For Accountable Care, Change Is Necessary … and Happening

As stewards of the patient’s data, we have a responsibility to share that data appropriately to improve the quality and cost of care. Treating data as an asset that delivers a competitive edge to a payer or provider is no longer an option. Data should not be seen as a bargaining chip. Organizations do not have the right to withhold information that could impact the care of a patient or member who entrusts their healthcare to them.

Change takes courage, foresight and a lot of work, but it is happening. More and more, payers and providers are taking a progressive view about sharing data. One speaker at the ACO summit from a large Blues plan described how they insisted that they share all of their financial data with their providers to level the playing field. This attitude represents a major cultural change. Payers and providers are starting to cross the divide of the bargaining table. They are focusing on a form of collaboration where everyone starts on the same footing because they can access the same data.
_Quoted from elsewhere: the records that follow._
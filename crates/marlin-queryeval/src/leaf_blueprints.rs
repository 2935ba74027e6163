//! Basic leaf plan nodes.
//!
//! `EmptyBlueprint` is the degenerate plan everything impossible
//! collapses to; `AlwaysTrueBlueprint` is its dual; `SimpleBlueprint`
//! wraps a [`SimpleResult`] fixture for tests and tooling.

use marlin_types::{DocId, FieldSpecBase, FieldSpecBaseList, SharedMatchData};
use serde_json::{json, Value};

use crate::blueprint::{Blueprint, FilterConstraint, HitEstimate, State, INVALID_SOURCE_ID};
use crate::empty_search::EmptySearch;
use crate::full_search::FullSearch;
use crate::search_iterator::SearchIteratorBox;
use crate::simple_result::{self, SimpleResult};

/// Plan-node bookkeeping shared by all leaves.
#[derive(Debug, Clone)]
pub(crate) struct LeafCore {
    pub(crate) state: State,
    pub(crate) docid_limit: DocId,
    pub(crate) source_id: u32,
}

impl LeafCore {
    pub(crate) fn new(state: State) -> Self {
        Self {
            state,
            docid_limit: 0,
            source_id: INVALID_SOURCE_ID,
        }
    }
}

/// The plan that matches nothing, carrying the field list of whatever
/// it replaced so handle resolution upstream keeps working.
#[derive(Debug)]
pub struct EmptyBlueprint {
    core: LeafCore,
}

impl Default for EmptyBlueprint {
    fn default() -> Self {
        Self::new()
    }
}

impl EmptyBlueprint {
    #[must_use]
    pub fn new() -> Self {
        Self::with_fields(FieldSpecBaseList::new())
    }

    #[must_use]
    pub fn with_fields(fields: FieldSpecBaseList) -> Self {
        Self {
            core: LeafCore::new(State::new(fields)),
        }
    }

    #[must_use]
    pub fn with_field(field: FieldSpecBase) -> Self {
        let mut fields = FieldSpecBaseList::new();
        fields.push(field);
        Self::with_fields(fields)
    }
}

impl Blueprint for EmptyBlueprint {
    fn state(&self) -> State {
        self.core.state.clone()
    }

    fn docid_limit(&self) -> DocId {
        self.core.docid_limit
    }

    fn set_docid_limit(&mut self, limit: DocId) {
        self.core.docid_limit = limit;
    }

    fn source_id(&self) -> u32 {
        self.core.source_id
    }

    fn set_source_id(&mut self, source_id: u32) {
        self.core.source_id = source_id;
    }

    fn create_search(&self, _match_data: &SharedMatchData, _strict: bool) -> SearchIteratorBox {
        Box::new(EmptySearch::new())
    }

    fn create_filter_search(
        &self,
        _strict: bool,
        _constraint: FilterConstraint,
    ) -> SearchIteratorBox {
        Box::new(EmptySearch::new())
    }

    fn class_name(&self) -> &'static str {
        "EmptyBlueprint"
    }
}

/// The plan that matches every document.
#[derive(Debug)]
pub struct AlwaysTrueBlueprint {
    core: LeafCore,
}

impl Default for AlwaysTrueBlueprint {
    fn default() -> Self {
        Self::new()
    }
}

impl AlwaysTrueBlueprint {
    #[must_use]
    pub fn new() -> Self {
        let mut state = State::new(FieldSpecBaseList::new());
        state.set_estimate(HitEstimate::new(marlin_types::END_DOC_ID, false));
        Self {
            core: LeafCore::new(state),
        }
    }
}

impl Blueprint for AlwaysTrueBlueprint {
    fn state(&self) -> State {
        self.core.state.clone()
    }

    fn docid_limit(&self) -> DocId {
        self.core.docid_limit
    }

    fn set_docid_limit(&mut self, limit: DocId) {
        self.core.docid_limit = limit;
    }

    fn source_id(&self) -> u32 {
        self.core.source_id
    }

    fn set_source_id(&mut self, source_id: u32) {
        self.core.source_id = source_id;
    }

    fn create_search(&self, _match_data: &SharedMatchData, _strict: bool) -> SearchIteratorBox {
        Box::new(FullSearch::new())
    }

    fn create_filter_search(
        &self,
        _strict: bool,
        _constraint: FilterConstraint,
    ) -> SearchIteratorBox {
        Box::new(FullSearch::new())
    }

    fn class_name(&self) -> &'static str {
        "AlwaysTrueBlueprint"
    }
}

/// Leaf plan over a fixed hit list.
#[derive(Debug)]
pub struct SimpleBlueprint {
    core: LeafCore,
    result: SimpleResult,
    tag: String,
}

impl SimpleBlueprint {
    #[must_use]
    pub fn new(result: SimpleResult) -> Self {
        let mut state = State::new(FieldSpecBaseList::new());
        state.set_estimate(HitEstimate::new(
            result.hit_count() as u32,
            result.is_empty(),
        ));
        Self {
            core: LeafCore::new(state),
            result,
            tag: String::new(),
        }
    }

    /// Tag shown in plan dumps, for picking nodes apart in tests.
    #[must_use]
    pub fn tagged(mut self, tag: impl Into<String>) -> Self {
        self.tag = tag.into();
        self
    }

    #[must_use]
    pub fn tag(&self) -> &str {
        &self.tag
    }
}

impl Blueprint for SimpleBlueprint {
    fn state(&self) -> State {
        self.core.state.clone()
    }

    fn docid_limit(&self) -> DocId {
        self.core.docid_limit
    }

    fn set_docid_limit(&mut self, limit: DocId) {
        self.core.docid_limit = limit;
    }

    fn source_id(&self) -> u32 {
        self.core.source_id
    }

    fn set_source_id(&mut self, source_id: u32) {
        self.core.source_id = source_id;
    }

    fn create_search(&self, _match_data: &SharedMatchData, strict: bool) -> SearchIteratorBox {
        simple_result::create_search(self.result.clone(), strict)
    }

    fn create_filter_search(
        &self,
        strict: bool,
        _constraint: FilterConstraint,
    ) -> SearchIteratorBox {
        simple_result::create_search(self.result.clone(), strict)
    }

    fn class_name(&self) -> &'static str {
        "SimpleBlueprint"
    }

    fn extra_plan_members(&self, out: &mut serde_json::Map<String, Value>) {
        if !self.tag.is_empty() {
            out.insert("tag".into(), json!(self.tag));
        }
    }
}

#[cfg(test)]
mod tests {
    use super::*;
    use crate::search_iterator::SearchIterator;
    use marlin_types::MatchDataLayout;

    #[test]
    fn empty_blueprint_keeps_fields() {
        let bp = EmptyBlueprint::with_field(FieldSpecBase::new(3, 1, false));
        assert!(bp.state().estimate().empty);
        assert!(bp.state().is_term_like());
        assert_eq!(bp.state().field(0).field_id(), 3);
    }

    #[test]
    fn always_true_estimates_everything() {
        let bp = AlwaysTrueBlueprint::new();
        assert!(!bp.state().estimate().empty);
        let md = MatchDataLayout::new().create_shared_match_data();
        let mut it = bp.create_search(&md, true);
        it.init_range(1, 5);
        assert!(it.seek(4));
    }

    #[test]
    fn simple_blueprint_estimates_hit_count() {
        let bp = SimpleBlueprint::new(SimpleResult::from_hits(vec![2, 4])).tagged("probe");
        assert_eq!(bp.state().estimate().est_hits, 2);
        assert!(!bp.state().estimate().empty);
        assert_eq!(bp.tag(), "probe");

        let empty = SimpleBlueprint::new(SimpleResult::new());
        assert!(empty.state().estimate().empty);
    }
}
The Role of a Healthcare Enterprise Data Warehouse

The willingness among payers and providers to share data is an exciting development. In many organizations, however, the technical barriers to aggregating data remain. Advanced technologies, such as a healthcare enterprise data warehouse (EDW), can remove these barriers. Expansion of the care-delivery model to population health management depends on integration of data from every touch point in the patient care process. An agile EDW—particularly one with a late-binding architecture that integrates new sources quickly and easily—is fundamental to data collection and analysis. With this foundation, stakeholders can not only share data, but also share important insights drawn from the data to improve the quality and cost of care.

Share My Healthcare Data!

I’ll end with a personal observation. As a healthcare consumer, I’ve often been frustrated by having to repeat my medical information to my providers and the lack of access to my health data that they maintain on my behalf. And it seems ironic in this age of electronic health records that I have to manually load the results of my lab tests and procedures into an app on my phone rather than having it available and updated automatically.

If you’re a hospital, payer, ACO, physician, pharmacist, dentist, skilled nursing facility … or any member of the healthcare continuum, please figure out how you can share my data. It will:

  • Improve your ability to provide and be accountable for my healthcare
  • Reduce your costs
  • Help save healthcare dollars

All healthcare consumers—including me—will thank you for your efforts.

What is your strategy for sharing data with payers, providers and other stakeholders? Are you participating or planning to participate in an ACO? How do you plan to aggregate and analyze the necessary data?